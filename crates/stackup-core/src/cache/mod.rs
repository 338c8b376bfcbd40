//! Persistent at-most-once execution of side-effecting provisioning actions.
//!
//! Provides `ActionId` (the canonical identity of a unit of work) and
//! `ActionCache` (the redb-backed record of identities that have completed).
//! A record is written only after its action succeeds and is never removed;
//! wiping the data volume is the only reset.

pub mod db;
pub mod identity;

pub use db::{ActionCache, CacheEntry, RunOnce};
pub use identity::ActionId;
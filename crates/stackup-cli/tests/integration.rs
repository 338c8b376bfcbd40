#![allow(deprecated)]
use assert_cmd::Command;
use predicates::prelude::*;
use std::os::unix::fs::PermissionsExt;
use std::path::{Path, PathBuf};
use tempfile::TempDir;

fn stackup() -> Command {
    let mut cmd = Command::cargo_bin("stackup").unwrap();
    cmd.env_remove("STACKUP_CONFIG").env("RUST_LOG", "off");
    cmd
}

fn write(path: &Path, content: &str) -> PathBuf {
    std::fs::create_dir_all(path.parent().unwrap()).unwrap();
    std::fs::write(path, content).unwrap();
    path.to_path_buf()
}

/// A stack description rooting every layout directory inside `dir`.
fn stack_config(dir: &TempDir, extra: &str) -> PathBuf {
    let r = dir.path().display();
    write(
        &dir.path().join("stackup.yaml"),
        &format!(
            "layout:\n\
             \x20 src_dir: {r}/src\n\
             \x20 conf_dir: {r}/conf\n\
             \x20 data_dir: {r}/data\n\
             \x20 contest_dir: {r}/contest\n\
             \x20 web_dir: {r}/web\n\
             \x20 secret_dir: {r}/secret\n\
             \x20 supervisor_conf_dir: {r}/supervisor\n\
             handoff:\n\
             \x20 command: [\"/usr/bin/supervisord\", \"-n\"]\n\
             {extra}"
        ),
    )
}

// ---------------------------------------------------------------------------
// stackup inichange
// ---------------------------------------------------------------------------

#[test]
fn inichange_merges_to_stdout() {
    let dir = TempDir::new().unwrap();
    let a = write(&dir.path().join("a.conf"), "[server]\nx = 1\ny = keep\n");
    let b = write(&dir.path().join("b.conf"), "# operator\n[server]\nx = 2\n");

    stackup()
        .arg("inichange")
        .arg(&a)
        .arg(&b)
        .args(["-s", "server.x=3", "-s", "extra.flag=on"])
        .assert()
        .success()
        .stdout("[server]\nx = 3\ny = keep\n\n[extra]\nflag = on\n\n");
}

#[test]
fn inichange_writes_private_output() {
    let dir = TempDir::new().unwrap();
    let a = write(&dir.path().join("a.conf"), "[server]\nport = 7368\n");
    let out = dir.path().join("out/server.conf");

    stackup()
        .arg("inichange")
        .arg(&a)
        .arg("-o")
        .arg(&out)
        .assert()
        .success()
        .stdout("");

    assert_eq!(
        std::fs::read_to_string(&out).unwrap(),
        "[server]\nport = 7368\n\n"
    );
    let mode = std::fs::metadata(&out).unwrap().permissions().mode() & 0o777;
    assert_eq!(mode, 0o600);
}

#[test]
fn inichange_bad_override_exits_2_without_writing() {
    let dir = TempDir::new().unwrap();
    let a = write(&dir.path().join("a.conf"), "[server]\nx = 1\n");
    let out = dir.path().join("out.conf");

    stackup()
        .arg("inichange")
        .arg(&a)
        .args(["-s", "serverx=3", "-o"])
        .arg(&out)
        .assert()
        .code(2)
        .stderr(predicate::str::contains("invalid override 'serverx=3'"));

    assert!(!out.exists());
}

#[test]
fn inichange_missing_source_exits_2() {
    let dir = TempDir::new().unwrap();
    stackup()
        .arg("inichange")
        .arg(dir.path().join("absent.conf"))
        .assert()
        .code(2)
        .stderr(predicate::str::contains("required file not found"));
}

#[test]
fn inichange_parse_error_names_line() {
    let dir = TempDir::new().unwrap();
    let a = write(&dir.path().join("a.conf"), "[server]\nx = 1\nnot a setting\n");
    stackup()
        .arg("inichange")
        .arg(&a)
        .assert()
        .code(2)
        .stderr(predicate::str::contains("a.conf:3:"));
}

// ---------------------------------------------------------------------------
// stackup cache
// ---------------------------------------------------------------------------

#[test]
fn cache_list_on_fresh_volume() {
    let dir = TempDir::new().unwrap();
    let config = stack_config(&dir, "");

    stackup()
        .arg("--config")
        .arg(&config)
        .args(["cache", "list"])
        .assert()
        .success()
        .stdout(predicate::str::contains("No completed actions."));

    assert!(!dir.path().join("data/abacus/runcache.redb").exists());
}

#[test]
fn cache_list_table_shows_redacted_entries() {
    let dir = TempDir::new().unwrap();
    let config = stack_config(&dir, "");
    {
        let cache = stackup_core::cache::ActionCache::open(
            &dir.path().join("data/abacus/runcache.redb"),
        )
        .unwrap();
        let id = stackup_core::cache::ActionId::new("create_account")
            .arg("standings")
            .secret_arg("hunter2");
        cache.mark_done(&id).unwrap();
    }

    stackup()
        .env("STACKUP_CONFIG", &config)
        .args(["cache", "list"])
        .assert()
        .success()
        .stdout(predicate::str::starts_with("COMPLETED            ACTION\n"))
        .stdout(predicate::str::contains("create_account(standings, <redacted>)"))
        .stdout(predicate::str::contains("hunter2").not());
}

#[test]
fn cache_list_json_shows_entries() {
    let dir = TempDir::new().unwrap();
    let config = stack_config(&dir, "");
    {
        let cache = stackup_core::cache::ActionCache::open(
            &dir.path().join("data/abacus/runcache.redb"),
        )
        .unwrap();
        let id = stackup_core::cache::ActionId::new("create_account")
            .arg("standings")
            .secret_arg("hunter2");
        cache.mark_done(&id).unwrap();
    }

    let out = stackup()
        .env("STACKUP_CONFIG", &config)
        .args(["cache", "list", "--json"])
        .assert()
        .success()
        .get_output()
        .stdout
        .clone();
    let text = String::from_utf8(out).unwrap();
    assert!(text.contains("create_account(standings"));
    assert!(text.contains("completed_at"));
    assert!(!text.contains("hunter2"));
}

// ---------------------------------------------------------------------------
// stackup marker / server
// ---------------------------------------------------------------------------

#[test]
fn marker_without_certificates_fails() {
    let dir = TempDir::new().unwrap();
    let config = stack_config(&dir, "");

    stackup()
        .arg("--config")
        .arg(&config)
        .args(["marker", "--no-handoff"])
        .assert()
        .code(1)
        .stderr(predicate::str::contains("no certificates found"));
}

#[test]
fn marker_provisions_and_prints_handoff() {
    let dir = TempDir::new().unwrap();
    let config = stack_config(&dir, "");
    std::fs::create_dir_all(dir.path().join("conf/abacus-certs")).unwrap();
    write(
        &dir.path().join("src/docker/marker.conf"),
        "[server]\naddress = localhost\n",
    );
    write(
        &dir.path().join("src/docker/marker-supervisord.conf"),
        "[program:markerd]\n",
    );

    stackup()
        .arg("--config")
        .arg(&config)
        .args(["marker", "--server", "judge.example.org", "--no-handoff"])
        .assert()
        .success()
        .stdout("/usr/bin/supervisord -n\n");

    let conf = std::fs::read_to_string(dir.path().join("data/abacus/marker.conf")).unwrap();
    assert!(conf.contains("address = judge.example.org"));
    assert!(dir
        .path()
        .join("supervisor/marker-supervisord.conf")
        .is_file());
}

#[test]
fn missing_config_file_exits_2() {
    let dir = TempDir::new().unwrap();
    stackup()
        .arg("--config")
        .arg(dir.path().join("nope.yaml"))
        .args(["server", "--no-handoff"])
        .assert()
        .code(2)
        .stderr(predicate::str::contains("failed to load stack configuration"));
}

#[test]
fn bad_stop_signal_exits_2() {
    let dir = TempDir::new().unwrap();
    let config = stack_config(&dir, "app_server:\n  stop_signal: SIGBOGUS\n");
    stackup()
        .arg("--config")
        .arg(&config)
        .args(["server", "--no-handoff"])
        .assert()
        .code(2)
        .stderr(predicate::str::contains("unknown signal name"));
    assert!(!dir.path().join("data").exists());
}

#[test]
fn server_with_missing_sources_exits_2_and_writes_nothing() {
    let dir = TempDir::new().unwrap();
    let config = stack_config(&dir, "");
    stackup()
        .arg("--config")
        .arg(&config)
        .args(["server", "--no-handoff"])
        .assert()
        .code(2)
        .stderr(predicate::str::contains("server.conf"));
    assert!(!dir.path().join("data").exists());
    assert!(!dir.path().join("conf").exists());
}

// ---------------------------------------------------------------------------
// stackup shell
// ---------------------------------------------------------------------------

#[test]
fn shell_execs_bash_with_args() {
    stackup()
        .args(["shell", "-c", "echo provisioned"])
        .assert()
        .success()
        .stdout("provisioned\n");
}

════════════════════

▸ REQUIRED ACTION
Return all lines from the entries that contain the string "layout".

▸ YOUR RESPONSE
/// A stack description rooting every layout directory inside `dir`.
            "layout:\n\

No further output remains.